Wed, 11 Aug 2004 17:42:09 +0200

Hello,

we are using OpenAFS 1.2.11 in an environment where the fileserver has a
1000Mb/s ethernet interface and the clients 100Mb/s ones. With this
setup we get really poor client-performance on large files; e.g. a 40 MB
sized file needs nearly 4 minutes for the transfer.

| $ time cat kernel-source-2.4.22-1.2197.nptl.i386.rpm >/dev/null 
| real    3m53.889s

On another 1000Mb/s enabled machine or the fileserver itself, I get the
full speed

| $ time cat kernel-source-2.4.22-1.2197.nptl.i386.rpm >/dev/null 
| real    0m1.226s

When enforcing 100Mb/s on the fileserver (ethtool -s eth0 speed 100
autoneg off), the speed on the clients is ok:

| $ time cat kernel-source-2.4.22-1.2197.nptl.i386.rpm >/dev/null 
| real    0m12.928s

I can explain this with the dropping of AFS (UDP) packets in the
involved network-components when the files are larger than the buffer
in the switches. As these packages never reach the client, the server
will have to resend them after a timeout.

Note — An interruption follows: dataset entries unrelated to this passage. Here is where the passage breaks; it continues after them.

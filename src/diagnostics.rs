//! Rendering helpers for values and accumulated errors.

use serde_json::Value;

use crate::error::ValidationErrors;

/// Classifies the runtime kind of a possibly-absent value.
///
/// Used by type-mismatch messages. Absence (the `undefined` of
/// dynamically-typed inputs) is its own kind, distinct from `null`.
pub fn runtime_kind(value: Option<&Value>) -> &'static str {
    match value {
        None => "undefined",
        Some(Value::Null) => "null",
        Some(Value::Bool(_)) => "boolean",
        Some(Value::Number(_)) => "number",
        Some(Value::String(_)) => "string",
        Some(Value::Array(_)) => "array",
        Some(Value::Object(_)) => "object",
    }
}

/// Renders a possibly-absent value for inclusion in error messages.
///
/// Present values use compact JSON rendering (strings come out quoted),
/// absence renders as `undefined`.
pub fn value_string(value: Option<&Value>) -> String {
    match value {
        None => "undefined".to_string(),
        Some(value) => value.to_string(),
    }
}

/// Renders accumulated errors as newline-joined debug lines.
///
/// Each line has the form `At [{context}] {message}`.
///
/// # Example
///
/// ```rust
/// use verdict::{error_debug_string, Validator, ValidatorLike};
/// use serde_json::json;
///
/// let validator = Validator::object().field("name", Validator::string());
/// let errors = validator.validate(&json!({ "name": 3 })).into_result().unwrap_err();
///
/// assert_eq!(
///     error_debug_string(&errors),
///     "At [root / name] Expected string, got number"
/// );
/// ```
pub fn error_debug_string(errors: &ValidationErrors) -> String {
    errors.to_string()
}
//! Integration tests for self-referential validators.

use serde_json::json;
use verdict::{boxed, Validator, ValidatorLike};

/// Helper to extract the error value from a Validation
fn unwrap_failure<T, E>(v: stillwater::Validation<T, E>) -> E
where
    T: std::fmt::Debug,
{
    v.into_result().unwrap_err()
}

fn tree_validator() -> verdict::RecursiveValidator {
    Validator::recursion(|tree| {
        Validator::object()
            .field("name", Validator::string())
            .field("children", Validator::array(tree).optional())
    })
}

#[test]
fn test_recursive_tree_accepts_nesting() {
    let tree = tree_validator();

    // A leaf needs no children key at all.
    assert!(tree.validate(&json!({ "name": "leaf" })).is_success());

    let nested = json!({
        "name": "root",
        "children": [
            { "name": "a" },
            { "name": "b", "children": [{ "name": "b1" }] }
        ]
    });
    assert!(tree.validate(&nested).is_success());
}

#[test]
fn test_recursive_tree_rejects_with_nested_context() {
    let tree = tree_validator();

    let input = json!({
        "name": "root",
        "children": [
            { "name": "ok" },
            { "name": "parent", "children": [{ "name": 42 }] }
        ]
    });

    let errors = unwrap_failure(tree.validate(&input));
    assert_eq!(errors.len(), 1);
    assert_eq!(
        errors.first().context.to_string(),
        "root / children / 1 / children / 0 / name"
    );
    assert_eq!(errors.first().message, "Expected string, got number");
}

#[test]
fn test_recursive_tree_collects_errors_at_every_depth() {
    let tree = tree_validator();

    let input = json!({
        "name": 1,
        "children": [{ "name": 2 }]
    });

    let errors = unwrap_failure(tree.validate(&input));
    assert_eq!(errors.len(), 2);
    let contexts: Vec<String> = errors.iter().map(|e| e.context.to_string()).collect();
    assert_eq!(contexts, vec!["root / name", "root / children / 0 / name"]);
}

#[test]
fn test_recursive_linked_list() {
    let list = Validator::recursion(|list| {
        Validator::object()
            .field("head", Validator::number())
            .field("tail", list.optional())
    });

    let input = json!({ "head": 1, "tail": { "head": 2, "tail": { "head": 3 } } });
    assert!(list.validate(&input).is_success());

    let bad = json!({ "head": 1, "tail": { "head": "two" } });
    let errors = unwrap_failure(list.validate(&bad));
    assert_eq!(errors.first().context.to_string(), "root / tail / head");
}

#[test]
fn test_recursive_json_like_value() {
    // A validator for arbitrarily nested scalar/array/object data, with
    // the forward reference cloned into two positions.
    let value = Validator::recursion(|value| {
        Validator::union(vec![
            boxed(Validator::string()),
            boxed(Validator::number()),
            boxed(Validator::boolean()),
            boxed(Validator::array(value.clone())),
            boxed(Validator::dictionary(Validator::string(), value)),
        ])
    });

    let mixed = json!({
        "title": "report",
        "pages": [1, 2, 3],
        "meta": { "tags": ["a", "b"], "draft": false }
    });
    assert!(value.validate(&mixed).is_success());

    // null is not one of the alternatives; the union reports one
    // aggregate error at its own (root) context.
    let errors = unwrap_failure(value.validate(&json!({ "bad": null })));
    assert_eq!(errors.len(), 1);
    assert!(errors.first().context.is_root());
}

#[test]
fn test_recursive_validator_clones_share_the_binding() {
    let tree = tree_validator();
    let clone = tree.clone();

    let input = json!({ "name": "root", "children": [{ "name": "a" }] });
    assert!(tree.validate(&input).is_success());
    assert!(clone.validate(&input).is_success());
}

#[test]
fn test_expression_tree_scenario() {
    // Real-world scenario: arithmetic expressions where operands nest.
    let expr = Validator::recursion(|expr| {
        Validator::union(vec![
            boxed(Validator::number()),
            boxed(
                Validator::object()
                    .field("op", Validator::key_of(["add", "mul"]))
                    .field("args", Validator::array(expr)),
            ),
        ])
    });

    let input = json!({
        "op": "add",
        "args": [1, { "op": "mul", "args": [2, 3] }]
    });
    assert!(expr.validate(&input).is_success());

    let bad = json!({ "op": "div", "args": [1, 2] });
    assert!(expr.validate(&bad).is_failure());
}

#[test]
fn test_recursion_output_is_the_dynamic_value() {
    let tree = tree_validator();

    let input = json!({ "name": "solo" });
    let output = tree.validate(&input).into_result().unwrap();
    assert_eq!(output, json!({ "name": "solo" }));
}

Is this a general AFS problem and should I enforce the 100Mb/s by default? 
Or, are there hidden switches in OpenAFS which enable something like TCP's
sliding window algorithm? Or, does it work in other environments without
problems and something is wrong with my network?

Some more details about the infrastructure: The fileserver is running
with an e1000 NIC which is connected to a 3com 4900 Gigabit switch (L3
enabled). On this switch, further 3com 43xx 100Mb/s switches are attached
(upstream-ports are gigabit there also) on which the 100Mb/s clients are
connected. Clients and server are running with a Fedora Core 1 kernel and
OpenAFS 1.2.11.

Enrico